Parchment alleged jail staff then “unlawfully removed” his documents related to a potential human rights complaint stemming from the assault.
He alleged that he was denied access to health care while at the Kamloops jail.
Parchment said that on Oct. 10, 2010, a sheriff and a corrections officer “tortured” and “violently assaulted” him while en route from a jail in the Lower Mainland to an institution in Prince George.
He claimed in the document that he had more issues at the Kamloops facility this summer, alleging that on July 22, he was placed in a cell that was covered in white-supremacist graffiti.

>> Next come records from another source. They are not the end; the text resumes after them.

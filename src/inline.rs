//! Narrow seam over the external CSS transformer.
//!
//! Email clients widely ignore `<style>` blocks, so markup is rewritten with the rules inlined
//! into `style` attributes before preview or dispatch. The transformation itself is delegated to
//! [css-inline](https://crates.io/crates/css-inline).

use css_inline::CSSInliner;
use once_cell::sync::Lazy;

pub use css_inline::InlineError;

// Remote stylesheet fetching is disabled; the output depends only on the submitted markup.
static INLINER: Lazy<CSSInliner<'static>> = Lazy::new(|| {
    CSSInliner::options()
        .keep_style_tags(false)
        .load_remote_stylesheets(false)
        .build()
});

/// Rewrite `html` with all `<style>` rules inlined into `style` attributes.
pub fn inline_styles(html: &str) -> Result<String, InlineError> {
    INLINER.inline(html)
}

Parchment said in the statement of claim that he asked jail staff to document the graffiti by taking photographs, but his request was denied. He said staff also refused to paint over the graffiti.
The same day, Parchment claimed, he was stripped naked and placed in a segregation cell before being transported to a Prince George jail, only to be back in segregation while naked in Kamloops, less than a week later.
Parchment claimed in the document that between July 22 and July 31, he was denied access by Kamloops officials to prisoner-complaint procedures.
Parchment is seeking unspecified financial damages for the alleged assaults and denial of access to health care, as well as for mental anguish and stress he said he endured after allegedly being forced to stay in a cell covered in racist graffiti, and for future care and therapy.
Stuart Bertrand, a spokesman for the Justice Ministry, said the province has not yet been served with Parchment's claim.
"Once the province has received Mr. Parchment’s claim, government lawyers will review and file a response," he said in a statement.